CENTRALIA, Pa., Jan 16 (Reuters) - Mayor John Lokitis sits peaceably in his living room, portraits of coal miners from his family adorning the walls. A coal-burning stove from the 1940s pushes back the freezing air.

A few hundred yards (metres) away, wisps of steam rise from cracks in the earth, evidence of the underground coal fire that has been burning in Centralia, Pennsylvania, since 1962.

Lokitis knows all his constituents. There are only 10 people left in town. Everyone else moved away due to the fire, which may take decades more to burn out.

"This is home. I'm the fourth generation in my family to live in Centralia and I see no reason to leave," says the mayor, 37, who drives to Harrisburg, an hour away, to his job as a state auditor.

Lokitis believes the dangers to the town where his Lithuanian great-grandfather settled were overstated, perhaps even maliciously so, to scare the 1,000 people who lived here away from the underground treasure.

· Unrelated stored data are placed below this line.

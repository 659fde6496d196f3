// Copyright 2024 OctoFHIR Team
//
// Licensed under the Apache License, Version 2.0 (the "License");
// you may not use this file except in compliance with the License.
// You may obtain a copy of the License at
//
//     http://www.apache.org/licenses/LICENSE-2.0
//
// Unless required by applicable law or agreed to in writing, software
// distributed under the License is distributed on an "AS IS" BASIS,
// WITHOUT WARRANTIES OR CONDITIONS OF ANY KIND, either express or implied.
// See the License for the specific language governing permissions and
// limitations under the License.

//! Set algebra over value equality

use indexmap::IndexSet;
use rustc_hash::FxBuildHasher;
use serde::{Deserialize, Serialize};
use std::fmt;

use super::sequence::Sequence;
use super::stage::Pull;
use crate::error::Result;
use crate::model::{Entry, Value};

/// Set of values in first-insertion order
pub type ValueSet = IndexSet<Value, FxBuildHasher>;

/// Binary set operation against a second sequence
#[derive(Debug, Clone, Copy, PartialEq, Eq, Hash, Serialize, Deserialize)]
pub enum SetOperationKind {
    /// Distinct values of both sequences
    Union,
    /// Distinct values present in both
    Intersect,
    /// Distinct values absent from the other
    Except,
    /// Both sequences back to back, duplicates kept
    Append,
    /// Values present in the other, duplicates kept
    WhereIn,
    /// Values absent from the other, duplicates kept
    WhereNotIn,
}

impl SetOperationKind {
    /// Operation name used in diagnostics
    pub fn name(self) -> &'static str {
        match self {
            Self::Union => "union",
            Self::Intersect => "intersect",
            Self::Except => "except",
            Self::Append => "append",
            Self::WhereIn => "whereIn",
            Self::WhereNotIn => "whereNotIn",
        }
    }
}

impl fmt::Display for SetOperationKind {
    fn fmt(&self, f: &mut fmt::Formatter<'_>) -> fmt::Result {
        f.write_str(self.name())
    }
}

/// Materialize the values of a sequence into a comparison set
pub fn build_set(sequence: &Sequence, operation: &str) -> Result<ValueSet> {
    let mut set = ValueSet::default();
    for entry in sequence.iter() {
        let (_, value) = entry?;
        value.ensure_hashable(operation)?;
        set.insert(value);
    }
    Ok(set)
}

/// Keep only the first occurrence of each value
pub fn unique_pull(upstream: Pull, operation: &'static str) -> Pull {
    let mut seen = ValueSet::default();
    Box::new(upstream.filter_map(move |item| match item {
        Ok((key, value)) => match value.ensure_hashable(operation) {
            Ok(()) => seen.insert(value.clone()).then_some(Ok((key, value))),
            Err(err) => Some(Err(err)),
        },
        Err(err) => Some(Err(err)),
    }))
}

/// Re-key entries with a running counter
pub(crate) fn positional_pull(upstream: Pull) -> Pull {
    Box::new(
        upstream
            .enumerate()
            .map(|(position, item)| item.map(|(_, value)| (Value::from(position), value))),
    )
}

/// Build the pull chain of a set operation
///
/// Membership operations build the comparison set from `other` first, then
/// stream `base` in its own order. Union and append draw from two key spaces,
/// so their output is keyed by position.
pub fn set_operation_pull(
    base: &Sequence,
    kind: SetOperationKind,
    other: &Sequence,
) -> Result<Pull> {
    let pull: Pull = match kind {
        SetOperationKind::Append => positional_pull(Box::new(base.iter().chain(other.iter()))),
        SetOperationKind::Union => positional_pull(unique_pull(
            Box::new(base.iter().chain(other.iter())),
            "union",
        )),
        SetOperationKind::Intersect | SetOperationKind::WhereIn => {
            membership(base, build_set(other, kind.name())?, true, kind)
        }
        SetOperationKind::Except | SetOperationKind::WhereNotIn => {
            membership(base, build_set(other, kind.name())?, false, kind)
        }
    };
    Ok(pull)
}

fn membership(
    base: &Sequence,
    comparison: ValueSet,
    keep_members: bool,
    kind: SetOperationKind,
) -> Pull {
    let name = kind.name();
    let filtered: Pull = Box::new(base.iter().filter_map(move |item| match item {
        Ok((key, value)) => match value.ensure_hashable(name) {
            Ok(()) => (comparison.contains(&value) == keep_members).then_some(Ok((key, value))),
            Err(err) => Some(Err(err)),
        },
        Err(err) => Some(Err(err)),
    }));
    match kind {
        SetOperationKind::Intersect | SetOperationKind::Except => unique_pull(filtered, name),
        _ => filtered,
    }
}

All but 10 Centralians took a government buyout and sold their homes, which were demolished. Just a few of the narrow, 19th Century row houses remain, sticking out like lone teeth on once-filled streets.

Despite the fire, the holdouts of Centralia prize the hard, black and shiny anthracite, a type of coal abundant within a 500-square-mile (1,300-square-km) triangle in northeast Pennsylvania. It is purer than the more abundant and cheaper bituminous coal that fuels half of U.S. electricity output.

Anthracite demand peaked around World War One and has been in a long decline since the advent of oil and the migration of steel production overseas.

"This 500 square mile region was once the most prosperous region of the United States and disproportionately contributed to the growth of American industrialization," said Walter Licht, co-author with Thomas Dublin of "The Face of Decline: The Pennsylvania Anthracite Region in the 20th Century." "Now it's in the midst of an 80-year regional economic collapse."

A COAL COMEBACK?

Coal prices climbed in tandem with oil in 2007 but that did little to help the anthracite region, which lives off a small niche market in steel production, home heating and water filtration. Lokitis keeps some in his cellar and burns about two tons each year to keep warm.

The United States produced 1.5 million short tons (1.36 million metric tonnes) of anthracite in 2006, just 0.13 percent of overall coal production and down from 4.6 million tons in 2000 and a high of 100 million tons in 1917.

"The anthracite industry did to wood-cutters what the oil industry did to us," said John Rich, an entrepreneur promoting one option for reviving economic activity in the region.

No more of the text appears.